The on-line educational model is fairly new terrain for these students and their guidance counselors. I applaud them for “jumping off the cliff.” I am confident that our local support team and the provider support team can enhance their experience for a safe landing.

This NCVPS experience will give these trailblazing students a leg up in their quest for a place in the future of work.

For more, check out the News-Times article on Virtual Courses.


Catching up with Keough

September 4, 2007

Many Carteret County instructional technology facilitators recall last year’s Audacity training with Patrick Keough of Carteret Community College. His energy, passion and creativity are not soon forgotten. Patrick’s latest is a 9-minute You Tube video called “What is Art.”

How are we doing with video this year? Anybody using video clips as a substitute for mini-lectures, as Patrick has done? With the availability of digital video cameras and the pending arrival of 264 data projectors, this seems like the direction to head.

I signed up for an account with School Tube. I’ve been able to embed School Tube video in my web pages, as with this sports short. No luck yet with embedding School Tube into WordPress or Edublogs. Help!


Dispersed Discretion on the Wane

September 3, 2007

In the latest Newsweek, Jeffrey Adler sheds light on “Super Crunchers,” the new book by Ian Ayres. Ayres is an econometrician and law professor at Yale. He contends that “objective, data-based decision making, made possible by a virtually inexhaustible supply of inexpensive information” will replace human expertise and intuition.

Increasingly, jobs that used to call for independent judgment, especially about other people, are being routinized and dumbed down.

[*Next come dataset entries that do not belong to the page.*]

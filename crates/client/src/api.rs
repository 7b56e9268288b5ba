pub mod bookings;
pub mod rooms;

use serde::Deserialize;

/// List endpoints answer with either a bare array or a `{data: [...]}`
/// wrapper depending on backend vintage; both count as success, so the
/// decoder accepts both.
#[derive(Debug, Deserialize)]
#[serde(untagged)]
pub(crate) enum ListPayload<T> {
    Wrapped { data: Vec<T> },
    Bare(Vec<T>),
}

impl<T> ListPayload<T> {
    pub(crate) fn into_vec(self) -> Vec<T> {
        match self {
            ListPayload::Wrapped { data } => data,
            ListPayload::Bare(items) => items,
        }
    }
}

Banks no longer care about a loan officer’s assessment of whether a borrower is a good risk; everything they need to know is in the numbers.

Baseball managers increasingly judge prospects by quantifiable statistics, not their drive or hustle.

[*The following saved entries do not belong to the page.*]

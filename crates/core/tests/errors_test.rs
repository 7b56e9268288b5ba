use pretty_assertions::assert_eq;
use roomly_core::errors::{ApiError, ApiResult, ValidationError};
use rstest::rstest;

#[test]
fn validation_error_display() {
    assert_eq!(
        ValidationError::PastStart.to_string(),
        "booking cannot start in the past"
    );
    assert_eq!(
        ValidationError::EndBeforeStart.to_string(),
        "booking must end after it starts"
    );
    assert_eq!(
        ValidationError::OutOfHours.to_string(),
        "bookings must fall between 07:00 and 21:00"
    );
}

#[test]
fn api_error_display() {
    assert_eq!(ApiError::AuthRequired.to_string(), "authentication required");
    assert_eq!(
        ApiError::Http { status: 500 }.to_string(),
        "request failed with HTTP 500"
    );
    assert!(
        ApiError::Validation(ValidationError::PastStart)
            .to_string()
            .starts_with("invalid booking:")
    );
}

#[rstest]
#[case(200, None)]
#[case(201, None)]
#[case(204, None)]
#[case(401, Some(true))]
#[case(403, Some(true))]
#[case(404, Some(false))]
#[case(500, Some(false))]
fn status_mapping(#[case] status: u16, #[case] expected_auth: Option<bool>) {
    match (ApiError::from_status(status), expected_auth) {
        (None, None) => {}
        (Some(ApiError::AuthRequired), Some(true)) => {}
        (Some(ApiError::Http { status: got }), Some(false)) => assert_eq!(got, status),
        (mapped, _) => panic!("unexpected mapping for {status}: {mapped:?}"),
    }
}

#[test]
fn transient_failures_may_be_retried() {
    assert!(ApiError::Http { status: 500 }.is_transient());
    assert!(
        ApiError::Transport(Box::new(std::io::Error::new(
            std::io::ErrorKind::ConnectionRefused,
            "refused",
        )))
        .is_transient()
    );

    let parse = serde_json::from_str::<serde_json::Value>("not json").unwrap_err();
    assert!(ApiError::Parse(parse).is_transient());

    // Retrying without logging in or fixing the candidate cannot help.
    assert!(!ApiError::AuthRequired.is_transient());
    assert!(!ApiError::Validation(ValidationError::OutOfHours).is_transient());
}

#[test]
fn validation_error_converts_into_api_error() {
    fn submit() -> ApiResult<()> {
        Err(ValidationError::EndBeforeStart)?
    }

    let err = submit().unwrap_err();
    assert!(matches!(
        err,
        ApiError::Validation(ValidationError::EndBeforeStart)
    ));
}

Clearly, educators in the era of NCLB risk being induced into a numbers-game frenzy that fits this broader trend. “Did you know” it’s current fodder for Karl Fisch over at the Fischbowl?

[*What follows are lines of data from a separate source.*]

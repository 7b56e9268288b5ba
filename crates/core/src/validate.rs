use chrono::{NaiveDateTime, Timelike};

use crate::errors::ValidationError;

/// First bookable hour of the day.
pub const OPENING_HOUR: u32 = 7;
/// Last bookable hour of the day, inclusive.
pub const CLOSING_HOUR: u32 = 21;

/// Checks a proposed booking window against the business rules.
///
/// `now` is the caller's wall clock, passed in explicitly. Rules are
/// applied in submission order: past start, then end-before-start, then
/// the daily window. On success the pair comes back unchanged.
pub fn validate(
    start: NaiveDateTime,
    end: NaiveDateTime,
    now: NaiveDateTime,
) -> Result<(NaiveDateTime, NaiveDateTime), ValidationError> {
    if start < now {
        return Err(ValidationError::PastStart);
    }
    if end <= start {
        return Err(ValidationError::EndBeforeStart);
    }
    if !within_hours(start) || !within_hours(end) {
        return Err(ValidationError::OutOfHours);
    }
    Ok((start, end))
}

// Inclusive on both ends, so a 21:59 start passes. That bound is the
// backend's contract; pending product clarification it is kept as-is.
fn within_hours(ts: NaiveDateTime) -> bool {
    (OPENING_HOUR..=CLOSING_HOUR).contains(&ts.hour())
}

The school year has hardly begun, and already school systems are aswim in numbers as last year’s high-stakes testing results churn out to the public. In response, collaborative school teams are conjuring up research-based instructional remedies to try to make this year’s numbers add up.

The more synergistic our teams, the greater our consensus building—then the stronger our remedies.

Not with a Bang: Civilization’s Accelerating Challenge” (Brown, 2007) backlashes our information culture. The author points to a growing belief in business that we are facing a talent shortage. Businesses, like schools, are looking to build teams rather than perk individuals. This team focus is not without its own challenges:

One apparent problem is the innate competitiveness of those who are both capable and ambitious. They not only want to win, but they also want to get recognition, reward, and advancement for winning.

So companies that want to go the team way—or feel they need to because of a shortage of talent—will have to find ways to meld the star and team systems. This is the problem that those who run athletic teams seem to struggle with endlessly.

If team-building is the answer, then people skills are paramount. In an information-rich age, people who are wise and effective processors of information gain value. Leaders who demonstrate that “their instincts are more accurate than their reading of test data” gain value. Managers who “give more thought to the increasingly complicated nature of human-machine interfaces” gain value. People, make that teams, who demonstrate adaptability gain value.

Efficiency—doing things right—should not be the goal. Instead, it should be effectiveness—doing the right things.

The data on student performance gets right granular these days. Strong teams in schools can use that data to focus on the unique challenges of students. From there though, we should buck the broader trend.

Our solutions should remain human relationship driven, not data driven.